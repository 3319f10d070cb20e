//! The closed set of consultation roles.

use serde::{Deserialize, Serialize};
use std::{fmt, str::FromStr};

use crate::error::ConsultError;

/// Identifier selecting which prompt template an agent uses.
///
/// The set is fixed: three specialists and one synthesis role that combines
/// their findings.
#[derive(Debug, Clone, Copy, PartialEq, Eq, Hash, PartialOrd, Ord, Serialize, Deserialize)]
pub enum Role {
    Cardiologist,
    Psychologist,
    Pulmonologist,
    MultidisciplinaryTeam,
}

impl Role {
    pub const ALL: [Role; 4] = [
        Role::Cardiologist,
        Role::Psychologist,
        Role::Pulmonologist,
        Role::MultidisciplinaryTeam,
    ];

    pub const SPECIALISTS: [Role; 3] = [Role::Cardiologist, Role::Psychologist, Role::Pulmonologist];

    /// Roles offered in the browser's agent selection.
    pub fn selectable() -> [Role; 3] {
        [
            Role::Cardiologist,
            Role::Psychologist,
            Role::MultidisciplinaryTeam,
        ]
    }

    pub fn as_str(&self) -> &'static str {
        match self {
            Role::Cardiologist => "Cardiologist",
            Role::Psychologist => "Psychologist",
            Role::Pulmonologist => "Pulmonologist",
            Role::MultidisciplinaryTeam => "MultidisciplinaryTeam",
        }
    }

    /// Heading shown above the generated text.
    pub fn heading(&self) -> &'static str {
        match self {
            Role::Cardiologist => "🫀 Cardiologist Report",
            Role::Psychologist => "🧠 Psychologist Report",
            Role::Pulmonologist => "🫁 Pulmonologist Report",
            Role::MultidisciplinaryTeam => "👨‍⚕️ Multidisciplinary Final Diagnosis",
        }
    }

    /// Label of the button that triggers this role.
    pub fn trigger_label(&self) -> &'static str {
        match self {
            Role::Cardiologist => "Create Cardiologist Report",
            Role::Psychologist => "Create Psychologist Report",
            Role::Pulmonologist => "Create Pulmonologist Report",
            Role::MultidisciplinaryTeam => "Create Multidisciplinary Final Diagnosis",
        }
    }
}

impl fmt::Display for Role {
    fn fmt(&self, f: &mut fmt::Formatter<'_>) -> fmt::Result {
        f.write_str(self.as_str())
    }
}

impl FromStr for Role {
    type Err = ConsultError;

    /// Names match exactly, the way the browser form and API send them.
    fn from_str(s: &str) -> Result<Self, Self::Err> {
        Role::ALL
            .into_iter()
            .find(|role| role.as_str() == s)
            .ok_or_else(|| ConsultError::InvalidRole(s.to_string()))
    }
}

#[cfg(test)]
mod tests {
    use super::*;

    #[test]
    fn parses_every_role_name() {
        for role in Role::ALL {
            assert_eq!(role.as_str().parse::<Role>().unwrap(), role);
        }
    }

    #[test]
    fn rejects_unknown_roles() {
        let err = "Dermatologist".parse::<Role>().unwrap_err();
        assert_eq!(err, ConsultError::InvalidRole("Dermatologist".to_string()));
        assert!("cardiologist".parse::<Role>().is_err());
        assert!("".parse::<Role>().is_err());
    }

    #[test]
    fn padded_names_are_rejected_as_sent() {
        let err = " Cardiologist ".parse::<Role>().unwrap_err();
        assert_eq!(err, ConsultError::InvalidRole(" Cardiologist ".to_string()));
    }

    #[test]
    fn pulmonologist_is_not_selectable() {
        assert!(!Role::selectable().contains(&Role::Pulmonologist));
        assert!(Role::selectable().contains(&Role::MultidisciplinaryTeam));
    }
}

____

» **What the task asks**
All of the records go in your answer, copied exactly.

» **Answer to this exercise**
repository 3319f10d070cb20e
//! The closed set of consultation roles.

use serde::{Deserialize, Serialize};
use std::{fmt, str::FromStr};

use crate::error::ConsultError;

/// Identifier selecting which prompt template an agent uses.
///
/// The set is fixed: three specialists and one synthesis role that combines
/// their findings.
#[derive(Debug, Clone, Copy, PartialEq, Eq, Hash, PartialOrd, Ord, Serialize, Deserialize)]
pub enum Role {
    Cardiologist,
    Psychologist,
    Pulmonologist,
    MultidisciplinaryTeam,
}

impl Role {
    pub const ALL: [Role; 4] = [
        Role::Cardiologist,
        Role::Psychologist,
        Role::Pulmonologist,
        Role::MultidisciplinaryTeam,
    ];

    pub const SPECIALISTS: [Role; 3] = [Role::Cardiologist, Role::Psychologist, Role::Pulmonologist];

    /// Roles offered in the browser's agent selection.
    pub fn selectable() -> [Role; 3] {
        [
            Role::Cardiologist,
            Role::Psychologist,
            Role::MultidisciplinaryTeam,
        ]
    }

    pub fn as_str(&self) -> &'static str {
        match self {
            Role::Cardiologist => "Cardiologist",
            Role::Psychologist => "Psychologist",
            Role::Pulmonologist => "Pulmonologist",
            Role::MultidisciplinaryTeam => "MultidisciplinaryTeam",
        }
    }

    /// Heading shown above the generated text.
    pub fn heading(&self) -> &'static str {
        match self {
            Role::Cardiologist => "🫀 Cardiologist Report",
            Role::Psychologist => "🧠 Psychologist Report",
            Role::Pulmonologist => "🫁 Pulmonologist Report",
            Role::MultidisciplinaryTeam => "👨‍⚕️ Multidisciplinary Final Diagnosis",
        }
    }

    /// Label of the button that triggers this role.
    pub fn trigger_label(&self) -> &'static str {
        match self {
            Role::Cardiologist => "Create Cardiologist Report",
            Role::Psychologist => "Create Psychologist Report",
            Role::Pulmonologist => "Create Pulmonologist Report",
            Role::MultidisciplinaryTeam => "Create Multidisciplinary Final Diagnosis",
        }
    }
}

impl fmt::Display for Role {
    fn fmt(&self, f: &mut fmt::Formatter<'_>) -> fmt::Result {
        f.write_str(self.as_str())
    }
}

impl FromStr for Role {
    type Err = ConsultError;

    /// Names match exactly, the way the browser form and API send them.
    fn from_str(s: &str) -> Result<Self, Self::Err> {
        Role::ALL
            .into_iter()
            .find(|role| role.as_str() == s)
            .ok_or_else(|| ConsultError::InvalidRole(s.to_string()))
    }
}

#[cfg(test)]
mod tests {
    use super::*;

    #[test]
    fn parses_every_role_name() {
        for role in Role::ALL {
            assert_eq!(role.as_str().parse::<Role>().unwrap(), role);
        }
    }

    #[test]
    fn rejects_unknown_roles() {
        let err = "Dermatologist".parse::<Role>().unwrap_err();
        assert_eq!(err, ConsultError::InvalidRole("Dermatologist".to_string()));
        assert!("cardiologist".parse::<Role>().is_err());
        assert!("".parse::<Role>().is_err());
    }

    #[test]
    fn padded_names_are_rejected_as_sent() {
        let err = " Cardiologist ".parse::<Role>().unwrap_err();
        assert_eq!(err, ConsultError::InvalidRole(" Cardiologist ".to_string()));
    }

    #[test]
    fn pulmonologist_is_not_selectable() {
        assert!(!Role::selectable().contains(&Role::Pulmonologist));
        assert!(Role::selectable().contains(&Role::MultidisciplinaryTeam));
    }
}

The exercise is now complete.